I followed them into the narrow, right side of the enclosure, but was hardly able to see the table where the old tomes and multiple volumes were displayed in piles. The four people ahead of me clogged the space (I later learned they were antique and book dealers), and I was left out in the cold. I circled inside the back of the garage and waited for my turn, figuring that all the books of real value would soon be gone.
While I was pressed to the rear wall, I couldn’t help noticing a very large, flat book, leaning against the rear window, effectively blocking out much of the light. I read the title of the book, Catlin’s North American Indian Portfolio, Hunting Scenes and Amusements, and that it was being sold for a whopping $300. That seemed like a huge amount that morning, any morning, for a book at a garage sale. Whoever had written out the sales tag was trying hard to convince the customer that it was a good deal, by including the information that another copy of the same book had been auctioned off in London in 1970 for $1,500. But that fact just played into my suspicions. Why were they selling this one for only $300?
My brain, in its sleepy state, didn’t realize that a major correction was probably in order on the tag. That $1,500 they spoke of was probably in pounds, the standard currency for anything sold in London (which, at a ratio of 3:1 with U.S. dollars back then, would have brought the auction price to something like $4,500!). At any rate, I laughed off the expensive item and looked back around at the main table. It was clear! The other people had evacuated the rare book side of the sale, and were now searching through modern fiction, stacked on the other side of the partition.
I immediately figured their desertion probably meant one thing, that the remaining old books were overpriced. I started to leave that side, move with the herd, but something drew me back once more to the expensive Catlin book. I thought I should at least take a look inside.
Before I opened the large cover, though, I couldn't help noticing the gilded leather binding along the spine and top corners, and gold-stamped leather title plate (to which I had paid only cursory attention a momentbefore). That's when I began to appreciate just what an extremely high-quality printing job I was holding in my hands.
Inside, the first surprise was the pristine nature of the pages. There was no foxing or soiling. And the date of publication was 1844. That fact seemed to have a special significance for me. The book I held in my hands had been published exactly 100 years before I was born.
Flipping carefully to the center of the book (it was almost unwieldy, measuring nearly 17” by 23”), I suddenly found myself staring at a huge illustration of an Indian warrior, with a Mohawk haircut and war paint, tugging on a rope tautly connected to a wild mustang resisting at the other end. The title of this magnificent print was “Catching the Wild Horse.” In the background, other Indians rode at full gallop across the plains and hilly slopes, the sepia brown print elegantly showing off its chalky white clouds against the sharp contours of distant mountain peaks. I was totally transported to another time and place.

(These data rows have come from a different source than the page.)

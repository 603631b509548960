// This file is an example of how to use the `foci_vision` library.
// The main library entry point is `src/lib.rs`.
//
// Usage: foci_vision [config.json] [composite_output_dir]

use anyhow::Context;
use foci_vision::core_modules::label_volume::LabelVolume;
use foci_vision::core_modules::progress::TracingProgress;
use foci_vision::{PipelineConfig, PipelineInputs, SpotPipeline};
use ndarray::{Array3, Array4};
use std::path::PathBuf;
use std::sync::Arc;
use tracing::info;
use tracing_subscriber::{EnvFilter, layer::SubscriberExt, util::SubscriberInitExt};

const FRAMES: usize = 24;
const PLANES: usize = 9;
const SIDE: usize = 64;

/// Two nuclei, one blinking spot each, a lone flicker and a stray spot just outside
/// the second nucleus.
fn synthetic_movie() -> PipelineInputs {
    let mut nuclei = LabelVolume::zeros((FRAMES, SIDE, SIDE));
    let mut spots = LabelVolume::zeros((FRAMES, SIDE, SIDE));
    let mut ints = Array3::<f64>::zeros((FRAMES, SIDE, SIDE));
    let mut vols = Array3::<f64>::zeros((FRAMES, SIDE, SIDE));
    let mut raw = Array4::<f64>::from_elem((FRAMES, PLANES, SIDE, SIDE), 40.0);

    let mut put_spot = |t: usize, x: usize, y: usize, brightness: f64| {
        for (dx, dy) in [(0, 0), (0, 1), (1, 0), (1, 1)] {
            spots[[t, x + dx, y + dy]] = 1;
            ints[[t, x + dx, y + dy]] = brightness;
            vols[[t, x + dx, y + dy]] = 3.0;
            raw[[t, PLANES / 2, x + dx, y + dy]] = brightness;
        }
    };

    for t in 0..FRAMES {
        for x in 4..28 {
            for y in 4..28 {
                nuclei[[t, x, y]] = 11;
                nuclei[[t, x + 32, y + 32]] = 12;
            }
        }
        if t % 8 < 5 {
            put_spot(t, 14, 14, 120.0 + t as f64);
        }
        if (6..14).contains(&t) {
            put_spot(t, 45, 32, 90.0);
        }
    }
    put_spot(19, 14, 14, 200.0);

    PipelineInputs::new(nuclei, spots, raw, ints, vols)
}

#[tokio::main]
async fn main() -> anyhow::Result<()> {
    tracing_subscriber::registry()
        .with(EnvFilter::try_from_default_env().unwrap_or_else(|_| EnvFilter::new("info")))
        .with(tracing_subscriber::fmt::layer().with_target(false))
        .init();

    info!("Foci Vision Engine - Example Runner");
    let mut args = std::env::args().skip(1);
    let config = match args.next() {
        Some(path) => PipelineConfig::from_file(&path).with_context(|| format!("loading config from {path}"))?,
        None => PipelineConfig::default(),
    };
    let composite_dir = args.next().map(PathBuf::from);

    let pipeline = SpotPipeline::new(config)?.with_observer(Arc::new(TracingProgress { stage: "pipeline" }));
    let output = pipeline.run(&synthetic_movie()).await?;

    info!(active_counts = ?output.activity.active_counts, "activity");
    for spot in &output.bursts.spots {
        info!(
            spot = spot.spot_id,
            bursts = spot.bursts.len(),
            durations = ?spot.bursts.iter().map(|b| b.duration).collect::<Vec<_>>(),
            off = ?spot.off_durations(),
            "burst statistics"
        );
    }
    info!(shape = ?output.bursts.to_array().dim(), "burst table");

    if let Some(dir) = composite_dir {
        std::fs::create_dir_all(&dir).with_context(|| format!("creating {}", dir.display()))?;
        for (t, frame) in output.activity.composite_frames().iter().enumerate() {
            let path = dir.join(format!("composite_{t:03}.png"));
            frame.save(&path).with_context(|| format!("writing {}", path.display()))?;
        }
        info!(dir = %dir.display(), "composite frames written");
    }

    Ok(())
}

After examining a few other illustrations, and being particularly struck by one engraving of a magnificent buffalo, the image measuring over a foot in length, I knew against all logic that I had to buy that book. As I stood in line to pay for it I added up all my rationales. First, it had been published exactly 100 years before the year of my birth. Secondly, I collected old books on Native Americans, having purchased one a few years back for $200 (and it had been a much smaller book, from 1880). Thirdly, I had $344 in my checking account, just enough to write the check (I could use my charge card to refill the account later). Fourthly, my wife Julie would kill me for such an extravagance. Oh well, I thought. I’m ready to suffer for this gorgeous book.
On my way out of the sale, after writing the big check, a nice woman asked if she could just take a look inside. I opened the book under an umbrella- sheltered table, as a light rain began to fall, cold wind rustling the cellophane between illustrations, and we both gasped at the lovely pictures. I cut the viewing short when the wind picked up, worried that a page might get torn from my hand.
Arriving back home, I carried the book through the living room to my study, showing wife Julie the book cover on the way, just long enough to exclaim I’d been naughty, to the tune of $300. She handled it pretty well, only glanced up from her library book long enough to say she hoped it was worth it. Her few words prompted me to make a phone call.
I dialed up the Blue Stem Bookstore in Lincoln, Nebraska, where I had bought a few rare Native American books in the past, and asked the friendly guy who answered if he knew what my book (Catlin Portfolio, 1844, etc.) might be worth. He quickly looked it up in his current auction records, asked a few pointed questions (yes, it had been published in London, had 25 tinted illustrations, etc.), and then asked if I was sitting down. Yes, I said, awaiting the verdict.
“Your book auctioned off in 1989 for $14,000!” he exclaimed, a laugh breaking up his last few words. My whole body started tingling. I thanked him profusely and hung up. Between my farily-controlled hysterical whoops, Julie tried to understand what had happened.
On the following Monday, I called Sotheby’s rare book department and the gentleman who answered said it sounded like my book probably fell more into the range of $18,000-$25,000. Nobody pinch me, I thought.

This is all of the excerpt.